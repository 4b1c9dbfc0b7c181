//! Cluster credential lookup from the local config file.

use crate::core::domain::{
    error::{ProxmoxError, ProxmoxResult, ValidationError},
    model::connection::{Connection, DEFAULT_PORT},
};
use ini::Ini;
use std::path::Path;

/// Config file resolved relative to the working directory.
pub const CONFIG_FILE: &str = ".config.ini";

/// Credentials for one named cluster.
///
/// The config file carries one INI section per cluster:
///
/// ```ini
/// [lab]
/// host = pve.lab.example.com
/// user = root@pam
/// pass = secret
/// ```
///
/// `host` may carry an explicit port (`pve.lab.example.com:8007`);
/// otherwise the API default of 8006 applies.
#[derive(Debug, Clone, PartialEq, Eq)]
pub struct ClusterCredentials {
    pub host: String,
    pub user: String,
    pub pass: String,
}

impl ClusterCredentials {
    /// Reads [`CONFIG_FILE`] and resolves the section for `cluster`.
    pub fn load(cluster: &str) -> ProxmoxResult<Self> {
        Self::load_from(Path::new(CONFIG_FILE), cluster)
    }

    /// Like [`load`](Self::load), from an explicit path.
    pub fn load_from(path: &Path, cluster: &str) -> ProxmoxResult<Self> {
        let config = Ini::load_from_file(path)
            .map_err(|e| ProxmoxError::Config(format!("cannot read {}: {}", path.display(), e)))?;
        let section = config.section(Some(cluster)).ok_or_else(|| {
            ProxmoxError::Config(format!("no section [{}] in {}", cluster, path.display()))
        })?;

        let field = |key: &str| -> ProxmoxResult<String> {
            section.get(key).map(str::to_string).ok_or_else(|| {
                ProxmoxError::Config(format!("section [{}] is missing '{}'", cluster, key))
            })
        };

        Ok(Self {
            host: field("host")?,
            user: field("user")?,
            pass: field("pass")?,
        })
    }

    /// Resolves the HTTPS connection for these credentials.
    ///
    /// Certificate verification is disabled: cluster endpoints are
    /// expected to present self-signed certificates.
    pub fn connection(&self) -> ProxmoxResult<Connection> {
        let (host, port) = split_host_port(&self.host)?;
        Connection::new(host, port, self.user.clone(), self.pass.clone(), true, true)
    }
}

fn split_host_port(raw: &str) -> ProxmoxResult<(&str, u16)> {
    match raw.rsplit_once(':') {
        Some((host, port)) => {
            let port = port.parse().map_err(|_| {
                ValidationError::Format(format!("Invalid port in host '{}'", raw))
            })?;
            Ok((host, port))
        }
        None => Ok((raw, DEFAULT_PORT)),
    }
}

Task to carry out:
The listing above is to be transcribed exactly. Include every line.

Exercise result:
repository 4b1c9dbfc0b7c181
//! Cluster credential lookup from the local config file.

use crate::core::domain::{
    error::{ProxmoxError, ProxmoxResult, ValidationError},
    model::connection::{Connection, DEFAULT_PORT},
};
use ini::Ini;
use std::path::Path;

/// Config file resolved relative to the working directory.
pub const CONFIG_FILE: &str = ".config.ini";

/// Credentials for one named cluster.
///
/// The config file carries one INI section per cluster:
///
/// ```ini
/// [lab]
/// host = pve.lab.example.com
/// user = root@pam
/// pass = secret
/// ```
///
/// `host` may carry an explicit port (`pve.lab.example.com:8007`);
/// otherwise the API default of 8006 applies.
#[derive(Debug, Clone, PartialEq, Eq)]
pub struct ClusterCredentials {
    pub host: String,
    pub user: String,
    pub pass: String,
}

impl ClusterCredentials {
    /// Reads [`CONFIG_FILE`] and resolves the section for `cluster`.
    pub fn load(cluster: &str) -> ProxmoxResult<Self> {
        Self::load_from(Path::new(CONFIG_FILE), cluster)
    }

    /// Like [`load`](Self::load), from an explicit path.
    pub fn load_from(path: &Path, cluster: &str) -> ProxmoxResult<Self> {
        let config = Ini::load_from_file(path)
            .map_err(|e| ProxmoxError::Config(format!("cannot read {}: {}", path.display(), e)))?;
        let section = config.section(Some(cluster)).ok_or_else(|| {
            ProxmoxError::Config(format!("no section [{}] in {}", cluster, path.display()))
        })?;

        let field = |key: &str| -> ProxmoxResult<String> {
            section.get(key).map(str::to_string).ok_or_else(|| {
                ProxmoxError::Config(format!("section [{}] is missing '{}'", cluster, key))
            })
        };

        Ok(Self {
            host: field("host")?,
            user: field("user")?,
            pass: field("pass")?,
        })
    }

    /// Resolves the HTTPS connection for these credentials.
    ///
    /// Certificate verification is disabled: cluster endpoints are
    /// expected to present self-signed certificates.
    pub fn connection(&self) -> ProxmoxResult<Connection> {
        let (host, port) = split_host_port(&self.host)?;
        Connection::new(host, port, self.user.clone(), self.pass.clone(), true, true)
    }
}

fn split_host_port(raw: &str) -> ProxmoxResult<(&str, u16)> {
    match raw.rsplit_once(':') {
        Some((host, port)) => {
            let port = port.parse().map_err(|_| {
                ValidationError::Format(format!("Invalid port in host '{}'", raw))
            })?;
            Ok((host, port))
        }
        None => Ok((raw, DEFAULT_PORT)),
    }
}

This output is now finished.